Правда, такая реконструктивная работа памяти может изменить только оценки, но не структуру былого восприятия: если в 1930–1940-е годы сознание отказывалось воспринимать дискриминацию евреев и их депортацию, то реконструировать нечего. Остается лишь вопрос, как толковать эти пустоты в памяти: как обвинительный приговор или же как оправдание. Наиболее отчетливо эта взаимосвязь структуры и оценки проявляется в невинных, нестыдных воспоминаниях: вспоминая евреев Веймарской республики, почти все помнят их как владельцев магазинов, т. е. ассоциируют их с деньгами и товарными отношениями. Это указывает на стереотип, закрепляющий большую социальную дистанцию. С одной стороны, этот стереотип находит опору в реальности: среди евреев в Германии было втрое больше предпринимателей и втрое больше лиц, занятых в торговле, чем среди неевреев. С другой стороны, он затушевывает реальную сложность социального состава германских евреев, из которых менее пятой части владели магазинами. Таким образом, даже воспоминание, ищущее положительные моменты, остается в плену стереотипа, пусть и не антисемитского, но закрепляющего отчужденность. В порядке компенсации все эти владельцы магазинов помнятся необычайно любезными и нежадными, хотя их щедрость и объясняется холодным расчетом («Пусть дешевле, зато больше!» – это аргумент из дискуссии по поводу универмагов).

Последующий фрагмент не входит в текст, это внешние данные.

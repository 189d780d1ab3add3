use std::hint::black_box;

use criterion::{BenchmarkId, Criterion, criterion_group, criterion_main};

fn bench_render(c: &mut Criterion) {
    let mut group = c.benchmark_group("render");
    for size in [1_024usize, 10_240, 102_400] {
        let doc = envwriter::parse_str(&make_input(size));
        group.bench_with_input(BenchmarkId::from_parameter(size), &doc, |b, doc| {
            b.iter(|| envwriter::render(black_box(doc)));
        });
    }
    group.finish();
}

fn bench_render_after_edits(c: &mut Criterion) {
    let mut doc = envwriter::parse_str(&make_input(10_240));
    for (idx, (key, _)) in doc.get_all().into_iter().enumerate() {
        if idx % 2 == 0 {
            doc.set(&key, "edited value").expect("set should succeed");
        }
    }

    c.bench_function("render_after_edits", |b| {
        b.iter(|| envwriter::render(black_box(&doc)));
    });
}

fn make_input(bytes: usize) -> String {
    let mut out = String::new();
    let mut counter = 0usize;
    while out.len() < bytes {
        out.push_str(&format!(
            "# section {counter}\nKEY_{counter}=value\nQUOTED_{counter}=\"a b c\" # note\n\n"
        ));
        counter += 1;
    }
    out
}

criterion_group!(benches, bench_render, bench_render_after_edits);
criterion_main!(benches);
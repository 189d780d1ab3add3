use crate::model::{Assignment, Document, Entry, QuoteStyle};

/// Render a document back to dotenv text.
///
/// Entries untouched since parsing are reproduced from their original
/// bytes; mutated and new assignments are encoded from their quote style.
/// Output always uses LF line endings with a single trailing newline per
/// entry, regardless of the source file's convention.
pub fn render(document: &Document) -> String {
    let mut out = String::new();
    for entry in document.entries() {
        match entry {
            Entry::Blank => {}
            Entry::Comment { raw } => out.push_str(raw),
            Entry::Assignment(assignment) => render_assignment(&mut out, assignment),
        }
        out.push('\n');
    }
    out
}

fn render_assignment(out: &mut String, assignment: &Assignment) {
    if let Some(raw) = &assignment.raw {
        out.push_str(raw);
        return;
    }

    out.push_str(&assignment.key);
    out.push('=');
    match assignment.quote {
        QuoteStyle::Bare => out.push_str(&assignment.value),
        QuoteStyle::Single => {
            // The parser only produces this style when the value contains
            // no unescaped delimiter, so the bytes go back verbatim.
            out.push('\'');
            out.push_str(&assignment.value);
            out.push('\'');
        }
        QuoteStyle::Double => {
            out.push('"');
            for ch in assignment.value.chars() {
                if matches!(ch, '"' | '\\') {
                    out.push('\\');
                }
                out.push(ch);
            }
            out.push('"');
        }
    }

    if let Some(comment) = &assignment.comment {
        out.push(' ');
        out.push_str(comment);
    }
}
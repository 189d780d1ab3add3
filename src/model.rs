use std::collections::HashMap;

use crate::error::Error;

/// How an assignment's value is delimited on disk.
#[derive(Debug, Clone, Copy, PartialEq, Eq, Default)]
pub enum QuoteStyle {
    /// No delimiters; the value runs to the end of the line.
    #[default]
    Bare,
    /// Single quotes; no escape processing inside.
    Single,
    /// Double quotes; `\"` and `\\` are escape sequences, newlines may be literal.
    Double,
}

/// A decoded `KEY=VALUE` line, possibly spanning several physical lines
/// when the value is quoted.
#[derive(Debug, Clone, PartialEq, Eq)]
pub struct Assignment {
    pub key: String,
    /// Fully decoded value: delimiters stripped, double-quote escapes
    /// resolved, embedded newlines kept literal.
    pub value: String,
    pub quote: QuoteStyle,
    /// Trailing comment after the value, stored with its leading `#`.
    pub comment: Option<String>,
    /// Original logical-line text. Present on entries produced by the
    /// parser so untouched lines are written back byte-for-byte; cleared
    /// by any mutation.
    pub(crate) raw: Option<String>,
}

/// One logical line of a dotenv document.
#[derive(Debug, Clone, PartialEq, Eq)]
pub enum Entry {
    Assignment(Assignment),
    /// A `#` comment line, or a line the parser could not read as an
    /// assignment. Reproduced unchanged on output.
    Comment { raw: String },
    /// An empty or whitespace-only line.
    Blank,
}

/// Ordered sequence of entries plus an index from key to its assignment.
///
/// Keys are unique: a later assignment for an existing key overwrites the
/// earlier entry in place instead of appending a duplicate.
#[derive(Debug, Clone, Default, PartialEq, Eq)]
pub struct Document {
    entries: Vec<Entry>,
    index: HashMap<String, usize>,
    modified: bool,
}

impl Document {
    pub fn new() -> Self {
        Self::default()
    }

    /// Decoded value for `key`, or `None` if absent.
    pub fn get(&self, key: &str) -> Option<&str> {
        let idx = *self.index.get(key)?;
        match &self.entries[idx] {
            Entry::Assignment(assignment) => Some(&assignment.value),
            _ => None,
        }
    }

    /// Snapshot of all key/value pairs in document order.
    pub fn get_all(&self) -> Vec<(String, String)> {
        self.entries
            .iter()
            .filter_map(|entry| match entry {
                Entry::Assignment(assignment) => {
                    Some((assignment.key.clone(), assignment.value.clone()))
                }
                _ => None,
            })
            .collect()
    }

    pub fn entries(&self) -> &[Entry] {
        &self.entries
    }

    pub fn len(&self) -> usize {
        self.entries.len()
    }

    pub fn is_empty(&self) -> bool {
        self.entries.is_empty()
    }

    /// Whether any `set` or `delete` has touched the document since it was
    /// parsed or created.
    pub fn is_modified(&self) -> bool {
        self.modified
    }

    /// Set `key` to `value`, quoting only when the value requires it.
    ///
    /// Replaces the value in place when the key already exists, keeping the
    /// entry's position; the previous quote style and any inline comment are
    /// dropped and recomputed. New keys are appended at the end.
    pub fn set(&mut self, key: &str, value: &str) -> Result<&mut Self, Error> {
        self.set_with(key, value, false)
    }

    /// Set `key` to `value`, always wrapping the value in double quotes.
    pub fn set_quoted(&mut self, key: &str, value: &str) -> Result<&mut Self, Error> {
        self.set_with(key, value, true)
    }

    fn set_with(&mut self, key: &str, value: &str, force_quote: bool) -> Result<&mut Self, Error> {
        if !is_valid_key(key) {
            return Err(Error::InvalidKey {
                key: key.to_owned(),
            });
        }

        let assignment = Assignment {
            key: key.to_owned(),
            value: value.to_owned(),
            quote: choose_quote(value, force_quote),
            comment: None,
            raw: None,
        };

        if let Some(idx) = self.index.get(key).copied() {
            self.entries[idx] = Entry::Assignment(assignment);
        } else {
            self.index.insert(key.to_owned(), self.entries.len());
            self.entries.push(Entry::Assignment(assignment));
        }

        self.modified = true;
        Ok(self)
    }

    /// Remove `key` and its entry. No-op when the key is absent.
    pub fn delete(&mut self, key: &str) -> &mut Self {
        let Some(idx) = self.index.remove(key) else {
            return self;
        };

        self.entries.remove(idx);
        for position in self.index.values_mut() {
            if *position > idx {
                *position -= 1;
            }
        }
        self.modified = true;
        self
    }

    /// Append a parsed entry, replacing the earlier entry in place when an
    /// assignment re-uses an existing key. Does not mark the document
    /// modified; this is the parser building the initial state.
    pub(crate) fn push_parsed(&mut self, entry: Entry) {
        let Entry::Assignment(assignment) = entry else {
            self.entries.push(entry);
            return;
        };

        if let Some(existing_idx) = self.index.get(&assignment.key).copied() {
            self.entries[existing_idx] = Entry::Assignment(assignment);
        } else {
            self.index.insert(assignment.key.clone(), self.entries.len());
            self.entries.push(Entry::Assignment(assignment));
        }
    }
}

/// Whether `value` can be written without delimiters and still read back
/// unchanged.
fn choose_quote(value: &str, force_quote: bool) -> QuoteStyle {
    if !force_quote && !value.chars().any(requires_quoting) {
        QuoteStyle::Bare
    } else {
        QuoteStyle::Double
    }
}

fn requires_quoting(ch: char) -> bool {
    ch.is_whitespace() || matches!(ch, '"' | '\'' | '#')
}

/// Keys match `[A-Za-z_][A-Za-z0-9_]*`.
pub(crate) fn is_valid_key(key: &str) -> bool {
    let mut chars = key.chars();
    let Some(first) = chars.next() else {
        return false;
    };
    (first.is_ascii_alphabetic() || first == '_')
        && chars.all(|ch| ch.is_ascii_alphanumeric() || ch == '_')
}
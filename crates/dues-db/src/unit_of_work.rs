//! # Unit of Work
//!
//! One database transaction spanning a whole ledger operation.
//!
//! ## Why
//! ```text
//! ┌─────────────────────────────────────────────────────────────────────────┐
//! │                   SINGLE TRANSACTION PER OPERATION                      │
//! │                                                                         │
//! │  mark paid:   INSERT finance_transactions                               │
//! │               UPSERT monthly_dues                                       │
//! │               UPDATE registrations SET fee_paid = 1   (× N)             │
//! │                                                                         │
//! │  cancel:      DELETE finance_transactions                               │
//! │               UPDATE / DELETE monthly_dues                              │
//! │               UPDATE registrations SET fee_paid = 0   (× N)             │
//! │                                                                         │
//! │  commit() ← all of it, or                                               │
//! │  rollback() / drop / `?` ← none of it                                   │
//! └─────────────────────────────────────────────────────────────────────────┘
//! ```
//!
//! A reader never observes a ledger entry without its flag updates, or the
//! reverse.

use sqlx::{Sqlite, SqliteConnection, SqlitePool, Transaction};
use tracing::debug;

use crate::error::{DbError, DbResult};
use crate::repository::ledger_store::LedgerStore;

/// An open transaction. Dropping it without `commit` rolls back.
#[derive(Debug)]
pub struct UnitOfWork {
    tx: Transaction<'static, Sqlite>,
}

impl UnitOfWork {
    /// Opens a new transaction on the pool.
    pub async fn begin(pool: &SqlitePool) -> DbResult<Self> {
        let tx = pool
            .begin()
            .await
            .map_err(|e| DbError::TransactionFailed(e.to_string()))?;
        debug!("Unit of work started");
        Ok(UnitOfWork { tx })
    }

    /// The connection every statement of this unit of work runs on.
    pub fn conn(&mut self) -> &mut SqliteConnection {
        &mut self.tx
    }

    /// Ledger store view over this unit of work.
    pub fn ledger(&mut self) -> LedgerStore<'_> {
        LedgerStore::new(&mut self.tx)
    }

    /// Makes every change visible atomically.
    pub async fn commit(self) -> DbResult<()> {
        self.tx
            .commit()
            .await
            .map_err(|e| DbError::TransactionFailed(e.to_string()))?;
        debug!("Unit of work committed");
        Ok(())
    }

    /// Discards every change.
    pub async fn rollback(self) -> DbResult<()> {
        self.tx
            .rollback()
            .await
            .map_err(|e| DbError::TransactionFailed(e.to_string()))?;
        debug!("Unit of work rolled back");
        Ok(())
    }
}
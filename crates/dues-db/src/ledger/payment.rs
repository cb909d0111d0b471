//! # Payment Poster
//!
//! Marks dues paid: posts one ledger transaction, upserts the monthly dues
//! record and flips attendance fee flags, all in one unit of work.
//!
//! ## FIXED vs SINGLE
//! ```text
//! FIXED   owed = fee × events scheduled in the month
//!         one payment covers the whole month, every flag flipped
//!         resubmission finds the (record, amount, category) triple → no
//!         second transaction, flags repaired if needed
//!
//! SINGLE  owed = fee × member's own qualifying registrations
//!         each payment covers `count` more events, clamped to what's unpaid
//!         flags flipped earliest event first
//! ```

use chrono::Utc;
use dues_core::billing::clamp_single_request;
use dues_core::reconcile::{self, earliest_unpaid};
use dues_core::validation::{validate_member_id, validate_month, validate_requested_count};
use dues_core::{
    BillingModel, FixedPosting, FlagFilter, InvariantRule, InvariantViolation, LedgerOutcome,
    Money, NoChangeReason, SinglePosting, TransactionRecord,
};
use tracing::{debug, info, warn};
use uuid::Uuid;

use super::{load_member, DuesLedger};
use crate::error::{DbError, DbResult};

impl DuesLedger {
    /// Settles a FIXED member's dues for the month.
    ///
    /// ## Returns
    /// * `Applied` - a transaction was posted, or flags were repaired
    /// * `NoChange(NothingOwed)` - no qualifying events scheduled
    /// * `NoChange(AlreadySettled)` - already paid and every flag set
    pub async fn mark_paid_fixed(
        &self,
        member_id: &str,
        month: &str,
    ) -> DbResult<LedgerOutcome<FixedPosting>> {
        let member_id = validate_member_id(member_id)?;
        let month = validate_month(month)?;

        let mut uow = self.db.begin().await?;
        let mut store = uow.ledger();
        store.lock_month(&member_id, month).await?;
        load_member(&mut store, &member_id, BillingModel::Fixed).await?;

        let scheduled = store.count_scheduled_events(month).await?;
        if scheduled == 0 {
            debug!(member_id = %member_id, %month, "No qualifying events scheduled");
            return Ok(LedgerOutcome::NoChange(NoChangeReason::NothingOwed));
        }
        let owed = self.rates.amount_owed(BillingModel::Fixed, scheduled, 0);

        let existing = store.find_monthly_record(&member_id, month).await?;
        let flags = store
            .find_qualifying_attendance(&member_id, month, FlagFilter::All)
            .await?;
        if let Some(record) = &existing {
            store.verify_record(record).await?;
        }
        reconcile::check_flag_coverage(
            &member_id,
            &month.to_string(),
            BillingModel::Fixed,
            existing.as_ref(),
            &flags,
        )?;

        let category = self.categories.resolve(store.conn()).await?;
        let unpaid: Vec<&str> = flags
            .iter()
            .filter(|f| !f.paid)
            .map(|f| f.registration_id.as_str())
            .collect();

        if let Some(record) = &existing {
            let duplicate = store
                .find_transaction(&record.id, owed.cents(), &category.id)
                .await?
                .is_some();

            let covers_schedule = record.paid_count >= scheduled;
            if duplicate || covers_schedule || record.total_paid() >= owed {
                if unpaid.is_empty() {
                    debug!(member_id = %member_id, %month, "FIXED dues already settled");
                    return Ok(LedgerOutcome::NoChange(NoChangeReason::AlreadySettled));
                }

                let marked = store.set_fee_paid(&unpaid, true).await?;
                let new_total = record.total_paid();
                uow.commit().await?;

                info!(
                    member_id = %member_id,
                    %month,
                    count = marked,
                    "FIXED dues already posted; attendance flags brought up to date"
                );
                return Ok(LedgerOutcome::Applied(FixedPosting {
                    posted_amount: Money::zero(),
                    transaction_posted: false,
                    flags_marked: marked as i64,
                    new_total,
                }));
            }
        }

        // New record, or a top-up for events scheduled since the last
        // payment. Top-ups are priced per uncovered event at the current fee.
        let mut record = match existing {
            Some(record) => record,
            None => store.get_or_create_monthly_record(&member_id, month).await?,
        };
        let covered = scheduled - record.paid_count;
        let amount = self
            .rates
            .unit_fee(BillingModel::Fixed)
            .multiply_quantity(covered);
        let now = Utc::now();

        let transaction = TransactionRecord {
            id: Uuid::new_v4().to_string(),
            amount_cents: amount.cents(),
            direction: category.direction,
            category_id: category.id.clone(),
            monthly_dues_id: Some(record.id.clone()),
            event_id: None,
            covered_count: covered,
            note: Some(format!("{} dues {} ({} events)", category.name, month, scheduled)),
            created_at: now,
        };
        store.insert_transaction(&transaction).await?;

        record.total_paid_cents += amount.cents();
        record.paid_count += covered;
        record.is_paid = true;
        record.paid_at = Some(now);
        store.save_monthly_record(&record).await?;

        let marked = store.set_fee_paid(&unpaid, true).await?;
        store.verify_record(&record).await?;
        uow.commit().await?;

        info!(
            member_id = %member_id,
            %month,
            amount = amount.cents(),
            count = covered,
            "FIXED dues posted"
        );
        Ok(LedgerOutcome::Applied(FixedPosting {
            posted_amount: amount,
            transaction_posted: true,
            flags_marked: marked as i64,
            new_total: record.total_paid(),
        }))
    }

    /// Pays for `requested` more of a SINGLE member's qualifying events.
    ///
    /// The request is clamped to the events still unpaid. The earliest
    /// unpaid events are the ones marked paid.
    ///
    /// ## Returns
    /// * `Applied` - with the clamped count and the new running total
    /// * `NoChange(NothingOwed)` - no qualifying registrations this month
    /// * `NoChange(AlreadySettled)` - every registration already paid
    pub async fn mark_paid_single(
        &self,
        member_id: &str,
        month: &str,
        requested: i64,
    ) -> DbResult<LedgerOutcome<SinglePosting>> {
        let member_id = validate_member_id(member_id)?;
        let month = validate_month(month)?;
        let requested = validate_requested_count(requested)?;

        let mut uow = self.db.begin().await?;
        let mut store = uow.ledger();
        store.lock_month(&member_id, month).await?;
        load_member(&mut store, &member_id, BillingModel::Single).await?;

        let existing = store.find_monthly_record(&member_id, month).await?;
        let flags = store
            .find_qualifying_attendance(&member_id, month, FlagFilter::All)
            .await?;
        if let Some(record) = &existing {
            store.verify_record(record).await?;
        }
        reconcile::check_flag_coverage(
            &member_id,
            &month.to_string(),
            BillingModel::Single,
            existing.as_ref(),
            &flags,
        )?;

        let qualifying = flags.len() as i64;
        let already_paid = existing.as_ref().map_or(0, |r| r.paid_count);
        let count = clamp_single_request(requested, qualifying, already_paid);

        if count == 0 {
            let reason = if qualifying == 0 {
                NoChangeReason::NothingOwed
            } else {
                NoChangeReason::AlreadySettled
            };
            debug!(member_id = %member_id, %month, ?reason, "Nothing left to pay");
            return Ok(LedgerOutcome::NoChange(reason));
        }
        if count < requested {
            warn!(
                member_id = %member_id,
                %month,
                requested,
                count,
                "Payment request clamped to unpaid events"
            );
        }

        let picked_flags = earliest_unpaid(&flags, count as usize);
        let picked: Vec<&str> = picked_flags
            .iter()
            .map(|f| f.registration_id.as_str())
            .collect();
        if (picked.len() as i64) < count {
            return Err(DbError::invariant(InvariantViolation::new(
                &member_id,
                month,
                InvariantRule::FlagCoverageMismatch,
                count,
                picked.len() as i64,
            )));
        }

        let category = self.categories.resolve(store.conn()).await?;
        let mut record = match existing {
            Some(record) => record,
            None => store.get_or_create_monthly_record(&member_id, month).await?,
        };
        let amount: Money = picked_flags
            .iter()
            .map(|f| self.rates.fee_for_event(BillingModel::Single, f.event_type))
            .sum();
        let now = Utc::now();

        let transaction = TransactionRecord {
            id: Uuid::new_v4().to_string(),
            amount_cents: amount.cents(),
            direction: category.direction,
            category_id: category.id.clone(),
            monthly_dues_id: Some(record.id.clone()),
            event_id: None,
            covered_count: count,
            note: Some(format!("{} dues {} ({} events)", category.name, month, count)),
            created_at: now,
        };
        store.insert_transaction(&transaction).await?;
        store.record_coverage(&transaction.id, &picked).await?;

        record.total_paid_cents += amount.cents();
        record.paid_count += count;
        record.is_paid = true;
        record.paid_at = Some(now);
        store.save_monthly_record(&record).await?;

        store.set_fee_paid(&picked, true).await?;
        store.verify_record(&record).await?;
        uow.commit().await?;

        info!(
            member_id = %member_id,
            %month,
            amount = amount.cents(),
            count,
            total = record.total_paid_cents,
            "SINGLE dues posted"
        );
        Ok(LedgerOutcome::Applied(SinglePosting {
            posted_count: count,
            posted_amount: amount,
            new_total: record.total_paid(),
        }))
    }
}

И наконец, связь истории с личными воспоминаниями имеет свои границы. Границы эти тем непроницаемей, чем крепче они укоренены в коллективной памяти. Евреи из других стран, т. е. более 95 % всех жертв холокоста, в воспоминаниях немцев – как восточных, так и западных – практически не фигурируют {8}. Большинство наших респондентов с ними не встречалось. Освенцим для них – нечто совершенно абстрактное, причем не только в том смысле, что поставленное на промышленную основу умерщвление целых этнических групп превосходило всякое воображение и не описывалось даже в самых критических антиутопиях современной литературы: Освенцим абстрактен еще и в том смысле, что жертвы по большей части остались совершенно неведомы обществу, на котором лежит ответственность за их уничтожение. О них даже не говорили хотя бы отрицательно, как о военном противнике {9}. Есть, по сути, лишь два исключения: одно из них касается встреч с теми иностранными евреями, которых депортировали, но отправили не в газовые камеры, а на работы в оборонной промышленности на территории рейха. Такое случалось в основном в последний год войны. Значительная часть этих людей выжила – но это была, конечно, исчезающе малая доля всех европейских евреев, охваченных так называемым окончательным решением еврейского вопроса. Кроме того, эти евреи едва ли могли донести до сознания немцев правду о массовом уничтожении своих соплеменников – и потому, что сами многого не знали, и потому, что им были запрещены контакты с немецкими рабочими, и в силу языкового барьера, и в силу того, что они представляли собой небольшую группу, растворявшуюся в многоликой массе иностранных рабочих. Если их кто-то замечал в критические последние месяцы существования Третьего рейха, то воспринимали их скорее как знак того, что евреи все еще продолжали существовать даже после своего исчезновения со сцены повседневной жизни в Германии.
Вторым исключением были те люди, которые контактировали с евреями потому, что были заняты их выявлением, переселением в гетто, отправкой в концлагеря и уничтожением. Это были в основном – но не только – эсэсовцы. Те из них, что остались после войны в Германии, пытались замалчивать этот свой опыт. Собственно, их о нем стали спрашивать только после начала судебных процессов над Эйхманом и другими нацистскими преступниками, совершавшими преступления в лагерях. В ходе судебных разбирательств процесс уничтожения реконструировался с неизбежностью, от которой обвиняемые пытались уйти, отказываясь давать показания или умаляя преступность своих деяний. Именно благодаря этому немногочисленные поначалу признания обвиняемых (например, коменданта Освенцима Рудольфа Хесса) стали диффузно распространяться в коллективной памяти, так что наиболее чувствительные из молодых немцев начали подозревать почти в каждом человеке старшего возраста нацистского преступника и каждого человека считать способным на преступления. Эта диффузия имела основополагающее значение для моральной возбудимости нашего общества, но она создала лишь иллюзию исторической конкретизации абстрактного образа Освенцима.